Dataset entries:

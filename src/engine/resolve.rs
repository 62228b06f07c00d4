// src/engine/resolve.rs
// =============================================================================
// Turns a raw URL as written in a document into the canonical absolute form
// used as the dedup and cache key.
//
// - Absolute URLs are parsed and re-serialized, so `https://a.com` and
//   `https://a.com/` collapse to the same key.
// - Relative URLs are resolved against the base (the "from" location) with
//   normal browser rules: `a.md`, `/b.md`, `../c.md`, `#frag`, `?q`.
// - Relative URLs with no base are skipped. We never guess a base.
// =============================================================================

use url::Url;

use crate::document::DocumentMeta;

/// The base location relative URLs are resolved against.
#[derive(Debug, Clone, PartialEq, Eq)]
pub struct ResolutionContext {
    base: Url,
}

impl ResolutionContext {
    pub fn parse(href: &str) -> Result<Self, url::ParseError> {
        Ok(ResolutionContext {
            base: Url::parse(href)?,
        })
    }

    /// Combines `origin` and `pathname` into one base, or `None` when they do
    /// not form a valid URL.
    pub fn from_meta(meta: &DocumentMeta) -> Option<Self> {
        let origin = Url::parse(&meta.origin).ok()?;
        let base = origin.join(&meta.pathname).ok()?;
        Some(ResolutionContext { base })
    }

    pub fn href(&self) -> &str {
        self.base.as_str()
    }
}

/// What the resolver decided for one raw URL.
#[derive(Debug, Clone, PartialEq, Eq)]
pub enum Resolution {
    Canonical(String),
    Skip,
}

/// Whether `raw` lacks a protocol.
///
/// A protocol is a `:` that comes before any `/`, `?` or `#`. This is why
/// `C:\docs\file.md` counts as absolute while `./a:b` and `#x:y` do not.
pub fn is_relative(raw: &str) -> bool {
    let Some(colon) = raw.find(':') else {
        return true;
    };

    ['/', '?', '#']
        .iter()
        .filter_map(|separator| raw.find(*separator))
        .any(|index| index < colon)
}

/// Resolves `raw` against `base`.
///
/// Pure: the same (raw, base) pair always gives the same answer.
pub fn resolve(raw: &str, base: Option<&ResolutionContext>) -> Resolution {
    let parsed = if is_relative(raw) {
        match base {
            Some(context) => context.base.join(raw),
            None => return Resolution::Skip,
        }
    } else {
        Url::parse(raw)
    };

    match parsed {
        Ok(url) => Resolution::Canonical(url.into()),
        Err(_) => Resolution::Skip,
    }
}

● EXERCISE:
The response should be an exact copy of every line above.

● THE ANSWER:
filename src/engine/resolve.rs
repository 62228b06f07c00d4
// src/engine/resolve.rs
// =============================================================================
// Turns a raw URL as written in a document into the canonical absolute form
// used as the dedup and cache key.
//
// - Absolute URLs are parsed and re-serialized, so `https://a.com` and
//   `https://a.com/` collapse to the same key.
// - Relative URLs are resolved against the base (the "from" location) with
//   normal browser rules: `a.md`, `/b.md`, `../c.md`, `#frag`, `?q`.
// - Relative URLs with no base are skipped. We never guess a base.
// =============================================================================

use url::Url;

use crate::document::DocumentMeta;

/// The base location relative URLs are resolved against.
#[derive(Debug, Clone, PartialEq, Eq)]
pub struct ResolutionContext {
    base: Url,
}

impl ResolutionContext {
    pub fn parse(href: &str) -> Result<Self, url::ParseError> {
        Ok(ResolutionContext {
            base: Url::parse(href)?,
        })
    }

    /// Combines `origin` and `pathname` into one base, or `None` when they do
    /// not form a valid URL.
    pub fn from_meta(meta: &DocumentMeta) -> Option<Self> {
        let origin = Url::parse(&meta.origin).ok()?;
        let base = origin.join(&meta.pathname).ok()?;
        Some(ResolutionContext { base })
    }

    pub fn href(&self) -> &str {
        self.base.as_str()
    }
}

/// What the resolver decided for one raw URL.
#[derive(Debug, Clone, PartialEq, Eq)]
pub enum Resolution {
    Canonical(String),
    Skip,
}

/// Whether `raw` lacks a protocol.
///
/// A protocol is a `:` that comes before any `/`, `?` or `#`. This is why
/// `C:\docs\file.md` counts as absolute while `./a:b` and `#x:y` do not.
pub fn is_relative(raw: &str) -> bool {
    let Some(colon) = raw.find(':') else {
        return true;
    };

    ['/', '?', '#']
        .iter()
        .filter_map(|separator| raw.find(*separator))
        .any(|index| index < colon)
}

/// Resolves `raw` against `base`.
///
/// Pure: the same (raw, base) pair always gives the same answer.
pub fn resolve(raw: &str, base: Option<&ResolutionContext>) -> Resolution {
    let parsed = if is_relative(raw) {
        match base {
            Some(context) => context.base.join(raw),
            None => return Resolution::Skip,
        }
    } else {
        Url::parse(raw)
    };

    match parsed {
        Ok(url) => Resolution::Canonical(url.into()),
        Err(_) => Resolution::Skip,
    }
}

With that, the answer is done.